In relation to my trip to the Holy Land, I have been thinking about the difference between pilgrimage and tourism.  It may seem like an overly precious distinction but I find it to be important.  Tourism isn’t necessarily a bad thing.  To visit, to observe, to experience difference, to stimulate the local economy, this is tourism.  As long as it is conducted respectfully, it can be a positive thing for both the tourists and the hosts.  Pilgrimage is different.  A pilgrimage is a spiritual journey, a journey undertaken with the intent of finding God, or at least finding some spiritual meaning in the landscape or space to which you travel.  Often it is the journey itself where grace is found, and the pilgrim sees God in the face of their fellow travelers.  On even the most interactive tour, tourism is still about observation in the end.  Tourists, no matter how savvy, are outsiders looking in.  In contrast, pilgrimage is about participation of the body, mind, and soul.  In order to be a pilgrim you must be able to recognize and experience your spiritual home, whether as a destination, or along the journey itself.  Pilgrimage is about finding that home even in an unfamiliar place surrounded by unfamiliar people.  It can be a fleeting thing, but pilgrimage is a journey home.  Paradoxically, you have to leave your home in order to find home, sometimes.  But, even as pilgrimage implies movement (and even as movement or travel does not guarantee pilgrimage), pilgrimage is first and foremost a movement of the heart.  Two people standing next to each other in the same place: one is a pilgrim and the other a tourist, and the only difference is an open heart.

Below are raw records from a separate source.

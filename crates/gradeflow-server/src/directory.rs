// Copyright (C) 2025 SyncMyOrders Sp. z o.o.
// SPDX-License-Identifier: AGPL-3.0-or-later
//! Directory resolution of LMS PIDs to onyens.
//!
//! The institutional directory is the only authority for the PID -> onyen
//! mapping of users the store has never seen. A lookup that times out
//! surfaces as [`CoreError::LdapTimeout`] so the reconciler can skip the
//! user and retry next cycle.

use std::collections::HashMap;

use async_trait::async_trait;

use gradeflow_core::Result;

/// Resolves institutional PIDs to onyens.
#[async_trait]
pub trait Directory: Send + Sync {
    /// Look up the onyen for a PID. `None` means the PID is unknown.
    async fn onyen_for_pid(&self, pid: &str) -> Result<Option<String>>;
}

/// Fixed-table directory for tests and deployments without directory access.
#[derive(Debug, Default)]
pub struct StaticDirectory {
    entries: HashMap<String, String>,
}

impl StaticDirectory {
    /// Build a directory from (pid, onyen) pairs.
    pub fn new(entries: impl IntoIterator<Item = (String, String)>) -> Self {
        Self {
            entries: entries.into_iter().collect(),
        }
    }

    /// Add one mapping.
    pub fn insert(&mut self, pid: impl Into<String>, onyen: impl Into<String>) {
        self.entries.insert(pid.into(), onyen.into());
    }

    /// Load a directory from a roster file of `<pid> <onyen>` lines.
    ///
    /// Blank lines and lines starting with `#` are ignored.
    pub fn from_file(path: impl AsRef<std::path::Path>) -> std::io::Result<Self> {
        let contents = std::fs::read_to_string(path)?;
        let mut directory = Self::default();
        for line in contents.lines() {
            let line = line.trim();
            if line.is_empty() || line.starts_with('#') {
                continue;
            }
            if let Some((pid, onyen)) = line.split_once(char::is_whitespace) {
                directory.insert(pid.trim(), onyen.trim());
            }
        }
        Ok(directory)
    }
}

#[async_trait]
impl Directory for StaticDirectory {
    async fn onyen_for_pid(&self, pid: &str) -> Result<Option<String>> {
        Ok(self.entries.get(pid).cloned())
    }
}

#[cfg(test)]
mod tests {
    use super::*;

    #[tokio::test]
    async fn test_static_directory_lookup() {
        let mut directory = StaticDirectory::default();
        directory.insert("730123456", "jdoe");

        assert_eq!(
            directory.onyen_for_pid("730123456").await.unwrap(),
            Some("jdoe".to_string())
        );
        assert_eq!(directory.onyen_for_pid("000000000").await.unwrap(), None);
    }
}
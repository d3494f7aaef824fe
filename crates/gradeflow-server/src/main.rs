// Copyright (C) 2025 SyncMyOrders Sp. z o.o.
// SPDX-License-Identifier: AGPL-3.0-or-later
//! Gradeflow Server - Classroom Control Plane
//!
//! The server is responsible for:
//! - Reconciling the course, assignments, and roster against the LMS
//! - Admitting student submissions and uploading notebooks
//! - Orchestrating grading runs and writing grades back
//!
//! Note: the pre-receive policy enforcement runs on the Git host; this
//! process only synthesizes and installs the hook script.

use std::sync::Arc;

use anyhow::Result;
use sqlx::postgres::PgPoolOptions;
use tracing::{error, info, warn};

use gradeflow_core::events::EventEmitter;
use gradeflow_core::migrations;
use gradeflow_core::store::PostgresStore;
use gradeflow_githost::{GitHostClient, GitHostConfig};
use gradeflow_lms::LmsClient;
use gradeflow_server::config::Config;
use gradeflow_server::directory::StaticDirectory;
use gradeflow_server::reconciler::{Reconciler, ReconcilerConfig};

#[tokio::main]
async fn main() -> Result<()> {
    // Load .env file (from crate directory or parent directories)
    dotenvy::dotenv().ok();

    // Initialize tracing
    tracing_subscriber::fmt()
        .with_env_filter(
            tracing_subscriber::EnvFilter::from_default_env()
                .add_directive("gradeflow_server=info".parse().unwrap()),
        )
        .init();

    info!("Starting Gradeflow Server");

    // Load configuration
    let config = Config::from_env().map_err(|e| {
        error!("Configuration error: {}", e);
        e
    })?;
    let git_config = GitHostConfig::from_env().map_err(|e| {
        error!("Configuration error: {}", e);
        e
    })?;

    info!(
        reconcile_interval_secs = config.reconcile_interval.as_secs(),
        organization = %git_config.organization,
        master_repo = %git_config.master_repo,
        "Configuration loaded"
    );

    // Connect to database
    info!("Connecting to database...");
    let pool = PgPoolOptions::new()
        .max_connections(config.max_db_connections)
        .connect(&config.database_url)
        .await?;

    info!("Database connection established");

    // Verify connection
    let row: (i32,) = sqlx::query_as("SELECT 1").fetch_one(&pool).await?;
    info!(result = row.0, "Database health check passed");

    info!("Running database migrations...");
    migrations::run_postgres(&pool).await?;
    info!("Migrations completed");

    let store = Arc::new(PostgresStore::new(pool.clone()));
    let lms = Arc::new(LmsClient::from_env()?);
    let git = Arc::new(GitHostClient::new(git_config.clone())?);
    let events = EventEmitter::default();

    let directory = match std::env::var("GRADEFLOW_DIRECTORY_FILE") {
        Ok(path) => Arc::new(StaticDirectory::from_file(&path)?),
        Err(_) => {
            warn!("GRADEFLOW_DIRECTORY_FILE not set, PID resolution limited to known users");
            Arc::new(StaticDirectory::default())
        }
    };

    let reconciler = Arc::new(Reconciler::new(
        store,
        lms,
        git,
        directory,
        events,
        ReconcilerConfig {
            poll_interval: config.reconcile_interval,
            organization: git_config.organization,
            master_repo: git_config.master_repo,
        },
    ));
    let reconciler_shutdown = reconciler.shutdown_handle();
    let reconciler_handle = tokio::spawn({
        let reconciler = reconciler.clone();
        async move { reconciler.run().await }
    });

    info!("Gradeflow Server initialized successfully");

    // Wait for shutdown signal
    tokio::signal::ctrl_c().await?;
    info!("Shutting down...");

    reconciler_shutdown.notify_one();
    let _ = reconciler_handle.await;

    pool.close().await;
    info!("Shutdown complete");

    Ok(())
}
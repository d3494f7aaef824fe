// Copyright (C) 2025 SyncMyOrders Sp. z o.o.
// SPDX-License-Identifier: AGPL-3.0-or-later
//! Pre-receive hook script synthesis.
//!
//! Renders the protected-files and merge-control policies for the current
//! assignment set as a single POSIX shell script. The script reads
//! `oldrev newrev refname` lines on stdin, enumerates changed paths with
//! `git diff --name-only`, and rejects the push when any path violates a
//! policy. Output is byte-deterministic for a given input set so the
//! reconciler can skip reinstalling an unchanged script.

use std::fmt::Write as _;

/// The all-zero SHA Git passes as `oldrev` for a newly created ref.
pub const NULL_SHA: &str = "0000000000000000000000000000000000000000";

/// SHA of the empty tree, substituted when `oldrev` is the null SHA.
pub const EMPTY_TREE_SHA: &str = "4b825dc642cb6eb9a060e54bf8d69288fbee4904";

/// Glob suffixes that may never be added to the master repository,
/// relative to an assignment directory. The master notebook path is
/// appended per assignment.
const PROTECTED_SUFFIXES: &[&str] = &["dist/*", "grade-report*", ".ssh/*", "protected-helpers/*"];

/// Glob suffixes an instructor may still modify or delete while the
/// assignment is open, relative to an assignment directory.
const OVERWRITABLE_SUFFIXES: &[&str] = &[
    "README*",
    "helpers/*",
    "requirements*.txt",
    "INSTRUCTIONS*",
    ".gitignore",
];

/// Per-assignment input to hook synthesis.
///
/// The caller resolves schedules; `merge_controlled` is true when the
/// assignment has both dates set and is currently open to at least one
/// student.
#[derive(Debug, Clone, PartialEq, Eq)]
pub struct HookAssignment {
    /// Assignment directory, relative to the repository root, no trailing slash.
    pub directory_path: String,
    /// Master notebook path, relative to `directory_path`.
    pub master_notebook_path: String,
    /// Whether the merge-control policy applies to this assignment.
    pub merge_controlled: bool,
}

/// Render the combined pre-receive script for the given assignments.
///
/// Inputs are sorted by directory path before rendering, so the result is
/// byte-identical regardless of input order.
pub fn synthesize_hooks(assignments: &[HookAssignment]) -> String {
    let mut sorted: Vec<&HookAssignment> = assignments.iter().collect();
    sorted.sort_by(|a, b| a.directory_path.cmp(&b.directory_path));

    let mut protected: Vec<String> = Vec::new();
    let mut merge_dirs: Vec<&str> = Vec::new();
    let mut overwritable: Vec<String> = Vec::new();
    for assignment in &sorted {
        let dir = assignment.directory_path.trim_matches('/');
        protected.push(format!(
            "{dir}/{}",
            assignment.master_notebook_path.trim_start_matches('/')
        ));
        for suffix in PROTECTED_SUFFIXES {
            protected.push(format!("{dir}/{suffix}"));
        }
        if assignment.merge_controlled {
            merge_dirs.push(dir);
            for suffix in OVERWRITABLE_SUFFIXES {
                overwritable.push(format!("{dir}/{suffix}"));
            }
        }
    }

    let mut script = String::new();
    script.push_str("#!/bin/sh\n");
    script.push_str("# Generated by gradeflow. Do not edit; changes are overwritten\n");
    script.push_str("# on the next reconciliation cycle.\n");
    let _ = writeln!(script, "NULL_SHA=\"{NULL_SHA}\"");
    let _ = writeln!(script, "EMPTY_TREE=\"{EMPTY_TREE_SHA}\"");
    script.push_str("violation=0\n");
    script.push_str("while read oldrev newrev refname; do\n");
    script.push_str("    if [ \"$oldrev\" = \"$NULL_SHA\" ]; then\n");
    script.push_str("        oldrev=\"$EMPTY_TREE\"\n");
    script.push_str("    fi\n");

    if !protected.is_empty() {
        script.push_str(
            "    for path in $(git diff --name-only --diff-filter=A \"$oldrev\" \"$newrev\"); do\n",
        );
        script.push_str("        case \"$path\" in\n");
        let _ = writeln!(script, "            {})", protected.join("|"));
        script.push_str("                echo \"PROTECTED_VIOLATION: $path\"\n");
        script.push_str("                violation=1\n");
        script.push_str("                ;;\n");
        script.push_str("        esac\n");
        script.push_str("    done\n");
    }

    if !merge_dirs.is_empty() {
        script.push_str(
            "    for path in $(git diff --name-only --diff-filter=MD \"$oldrev\" \"$newrev\"); do\n",
        );
        script.push_str("        case \"$path\" in\n");
        let _ = writeln!(script, "            {})", overwritable.join("|"));
        script.push_str("                ;;\n");
        let guarded: Vec<String> = merge_dirs.iter().map(|dir| format!("{dir}/*")).collect();
        let _ = writeln!(script, "            {})", guarded.join("|"));
        script.push_str("                echo \"MERGE_VIOLATION: $path\"\n");
        script.push_str("                violation=1\n");
        script.push_str("                ;;\n");
        script.push_str("        esac\n");
        script.push_str("    done\n");
    }

    script.push_str("done\n");
    script.push_str("exit $violation\n");
    script
}

#[cfg(test)]
mod tests {
    use super::*;

    fn assignment(dir: &str, notebook: &str, merge_controlled: bool) -> HookAssignment {
        HookAssignment {
            directory_path: dir.to_string(),
            master_notebook_path: notebook.to_string(),
            merge_controlled,
        }
    }

    #[test]
    fn protects_master_notebook_and_fixed_globs() {
        let script = synthesize_hooks(&[assignment("A1", "A1-prof.ipynb", false)]);
        assert!(script.contains("A1/A1-prof.ipynb"));
        assert!(script.contains("A1/dist/*"));
        assert!(script.contains("A1/grade-report*"));
        assert!(script.contains("A1/.ssh/*"));
        assert!(script.contains("A1/protected-helpers/*"));
        assert!(script.contains("PROTECTED_VIOLATION: $path"));
        assert!(script.contains("--diff-filter=A"));
    }

    #[test]
    fn protected_helpers_and_overwritable_helpers_stay_distinct() {
        let script = synthesize_hooks(&[assignment("A1", "A1-prof.ipynb", true)]);
        // protected-helpers is rejected on add; plain helpers stays
        // overwritable under merge control.
        assert!(script.contains("A1/protected-helpers/*"));
        assert!(script.contains("A1/helpers/*"));
    }

    #[test]
    fn merge_control_only_for_flagged_assignments() {
        let without = synthesize_hooks(&[assignment("A1", "A1-prof.ipynb", false)]);
        assert!(!without.contains("MERGE_VIOLATION"));

        let with = synthesize_hooks(&[assignment("A1", "A1-prof.ipynb", true)]);
        assert!(with.contains("MERGE_VIOLATION: $path"));
        assert!(with.contains("--diff-filter=MD"));
        assert!(with.contains("A1/README*"));
        assert!(with.contains("A1/helpers/*"));
        assert!(with.contains("A1/.gitignore"));
        assert!(with.contains("A1/*)"));
    }

    #[test]
    fn substitutes_empty_tree_for_null_sha() {
        let script = synthesize_hooks(&[assignment("A1", "A1-prof.ipynb", true)]);
        assert!(script.contains(NULL_SHA));
        assert!(script.contains(EMPTY_TREE_SHA));
        assert!(script.contains("oldrev=\"$EMPTY_TREE\""));
    }

    #[test]
    fn output_is_byte_identical_regardless_of_input_order() {
        let a = assignment("A1", "A1-prof.ipynb", true);
        let b = assignment("A2", "A2-prof.ipynb", false);
        let c = assignment("B1", "B1-prof.ipynb", true);
        let forward = synthesize_hooks(&[a.clone(), b.clone(), c.clone()]);
        let backward = synthesize_hooks(&[c, b, a]);
        assert_eq!(forward, backward);
    }

    #[test]
    fn empty_assignment_set_still_produces_runnable_script() {
        let script = synthesize_hooks(&[]);
        assert!(script.starts_with("#!/bin/sh\n"));
        assert!(script.contains("exit $violation"));
        assert!(!script.contains("PROTECTED_VIOLATION"));
        assert!(!script.contains("MERGE_VIOLATION"));
    }

    #[test]
    fn trims_slashes_before_joining_paths() {
        let script = synthesize_hooks(&[assignment("/A1/", "/A1-prof.ipynb", false)]);
        assert!(script.contains("A1/A1-prof.ipynb"));
        assert!(!script.contains("//"));
    }
}
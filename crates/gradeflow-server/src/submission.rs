// Copyright (C) 2025 SyncMyOrders Sp. z o.o.
// SPDX-License-Identifier: AGPL-3.0-or-later
//! Submission admission and persistence.
//!
//! `create_submission` is the single entry point for student submissions:
//! it runs the admission check against the student's adjusted schedule,
//! persists the row stamped with the commit's own time, then uploads the
//! rendered notebook to the LMS course files area. A failed upload deletes
//! the row so the attempt is not consumed.

use std::sync::Arc;

use chrono::{DateTime, Duration, Utc};
use tracing::{info, instrument, warn};

use gradeflow_core::error::{CoreError, Precondition, Result};
use gradeflow_core::events::{DomainEvent, EntityKind, EventEmitter, Operation};
use gradeflow_core::schedule::{AssignmentStatus, StudentSchedule, status_for_student};
use gradeflow_core::store::{Store, Submission, User};
use gradeflow_lms::types::DuplicatePolicy;

use crate::adapters::{GitHostApi, LmsApi};

/// Fixed private folder in the LMS course files area owned by this product.
pub const PRIVATE_COURSE_FOLDER: &str = "gradeflow";

/// Folder path for one assignment's uploaded submissions.
pub fn submissions_folder(assignment_id: i64) -> String {
    format!("{PRIVATE_COURSE_FOLDER}/Student Submissions/{assignment_id}")
}

/// Admission-controlled submission intake.
pub struct SubmissionService {
    store: Arc<dyn Store>,
    lms: Arc<dyn LmsApi>,
    git: Arc<dyn GitHostApi>,
    events: EventEmitter,
    master_repo: String,
}

impl SubmissionService {
    /// Create the service. `master_repo` names the master repository the
    /// per-student forks were cut from.
    pub fn new(
        store: Arc<dyn Store>,
        lms: Arc<dyn LmsApi>,
        git: Arc<dyn GitHostApi>,
        events: EventEmitter,
        master_repo: impl Into<String>,
    ) -> Self {
        Self {
            store,
            lms,
            git,
            events,
            master_repo: master_repo.into(),
        }
    }

    /// Admit and persist a submission, then upload the rendered notebook.
    ///
    /// Admission requires the assignment to be OPEN for this student and,
    /// when `max_attempts` is set, the attempt count to be below the limit.
    #[instrument(skip(self, notebook_pdf), fields(pdf_bytes = notebook_pdf.len()))]
    pub async fn create_submission(
        &self,
        student_id: i64,
        assignment_id: i64,
        commit_id: &str,
        notebook_pdf: Vec<u8>,
        now: DateTime<Utc>,
    ) -> Result<Submission> {
        let course = self
            .store
            .get_course()
            .await?
            .ok_or_else(|| CoreError::not_found("course"))?;
        let assignment = self
            .store
            .get_assignment(assignment_id)
            .await?
            .ok_or_else(|| CoreError::not_found(format!("assignment {assignment_id}")))?;
        let student = self.require_student(student_id).await?;
        let profile = student
            .student_profile()
            .ok_or_else(|| CoreError::not_found(format!("student {student_id}")))?;

        let extra = self.store.get_extra_time(student_id, assignment_id).await?;
        let schedule = StudentSchedule::new(
            Duration::seconds(profile.base_extra_time_secs),
            extra.as_ref(),
        );
        match status_for_student(&assignment, &course, &schedule, now) {
            AssignmentStatus::Open => {}
            AssignmentStatus::Unpublished => {
                return Err(CoreError::PreconditionFailed(
                    Precondition::AssignmentUnpublished,
                ));
            }
            AssignmentStatus::Upcoming => {
                return Err(CoreError::PreconditionFailed(
                    Precondition::AssignmentUpcoming,
                ));
            }
            AssignmentStatus::Closed => {
                return Err(CoreError::PreconditionFailed(
                    Precondition::AssignmentClosed,
                ));
            }
        }

        if let Some(max_attempts) = assignment.max_attempts {
            let attempts = self
                .store
                .count_submissions(student_id, assignment_id)
                .await?;
            if attempts >= i64::from(max_attempts) {
                return Err(CoreError::PreconditionFailed(
                    Precondition::MaxAttemptsReached,
                ));
            }
        }

        // The row carries the commit's own time, not the admission instant.
        let submitted_at = self
            .resolve_commit_time(&student.onyen, commit_id)
            .await
            .unwrap_or(now);
        let submission = self
            .store
            .create_submission(student_id, assignment_id, commit_id, submitted_at)
            .await?;

        let file_name = format!("{}.pdf", student.onyen);
        if let Err(err) = self
            .lms
            .upload_course_file(
                &submissions_folder(assignment_id),
                &file_name,
                notebook_pdf,
                DuplicatePolicy::Overwrite,
            )
            .await
        {
            // The attempt must not count when the notebook never reached
            // the LMS; remove the row before re-raising.
            warn!(
                submission_id = submission.id,
                error = %err,
                "Notebook upload failed, deleting submission row"
            );
            if let Err(cleanup) = self.store.delete_submission(submission.id).await {
                warn!(
                    submission_id = submission.id,
                    error = %cleanup,
                    "Failed to delete submission after upload failure"
                );
            }
            return Err(err);
        }

        info!(
            submission_id = submission.id,
            student_id, assignment_id, "Submission created"
        );
        self.events.emit(DomainEvent::new(
            EntityKind::Submission,
            Operation::Created,
            submission.id,
        ));
        Ok(submission)
    }

    /// The student's most recent submission with `submission_time <= at`.
    pub async fn get_active_submission(
        &self,
        student_id: i64,
        assignment_id: i64,
        at: DateTime<Utc>,
    ) -> Result<Submission> {
        self.store
            .get_active_submission(student_id, assignment_id, at)
            .await?
            .ok_or_else(|| {
                CoreError::not_found(format!(
                    "active submission for student {student_id} on assignment {assignment_id}"
                ))
            })
    }

    /// Commit time as reported by the student's fork. `None` when the host
    /// cannot supply it; the caller falls back to the admission instant.
    async fn resolve_commit_time(
        &self,
        onyen: &str,
        commit_id: &str,
    ) -> Option<DateTime<Utc>> {
        let fork_name = format!("{}-{onyen}", self.master_repo);
        match self.git.get_commit(onyen, &fork_name, commit_id).await {
            Ok(commit) => commit.created,
            Err(err) => {
                warn!(
                    onyen,
                    commit_id,
                    error = %err,
                    "Could not resolve commit time, using admission time"
                );
                None
            }
        }
    }

    async fn require_student(&self, student_id: i64) -> Result<User> {
        self.store
            .get_user(student_id)
            .await?
            .ok_or_else(|| CoreError::not_found(format!("student {student_id}")))
    }
}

I was not a pilgrim for the entire duration of my trip.  Sometimes I was a big, goofy tourist.  Ask Deborah about my legendary shopping trip in the Christian quarter of Jerusalem.  Other times I truly found a spiritual home.  There were places where I connected with God on many different levels of history, culture, liturgy, architecture, and mystery.  I already wrote to you a little about the Church of the Holy Sepulchre.  That was certainly one of those places where I found home.  Another spiritual home I found was Christ Church in Nazareth.  Of all the dozens of churches we visited, Christ Church was home in a special way.  It was a simple parish church in the Anglican Communion, not unlike our own parish church.  Most of the liturgy was in Arabic, the language of the local congregation.  But, I knew the liturgy because it was more or less our liturgy.  The beauty of our shared prayer book heritage as Anglicans was evident.  We even sang the same hymns, some of us in Arabic, some of us in English.  Not all of our voices were tuned, but it sounded like a choir of angels.  It sounded like heaven will sound, when as Scripture tells us, people of every tribe, and nation, and language will gather around the throne of God and sing praises to our Creator.  After the Eucharist at Christ Church Nazareth we shared coffee hour because even in Israel, Anglicans/Episcopalians are going to do what we do best.  It truly was home, even as this place, Church of the Holy Apostles, is truly home.  We are united in prayer and purpose with our sisters and brothers in Nazareth, and in Nablus, and in Ramallah, and Cairo, and Moscow, and New Delhi, and Belgrade, and Mobile, Alabama.  Whether we like it or not, or even know it or not, we are united with all Christians in all times and places.  We may not agree on everything; we probably don’t even like each other sometimes.  Yet, we share a spiritual home, and a spiritual purpose—to glorify God and to make God’s glory, and love, and justice known in God’s world.  Of course, the spiritual unity of Christianity aside, Episcopalians (and Anglicans around the world) have the best coffee hour, hands down.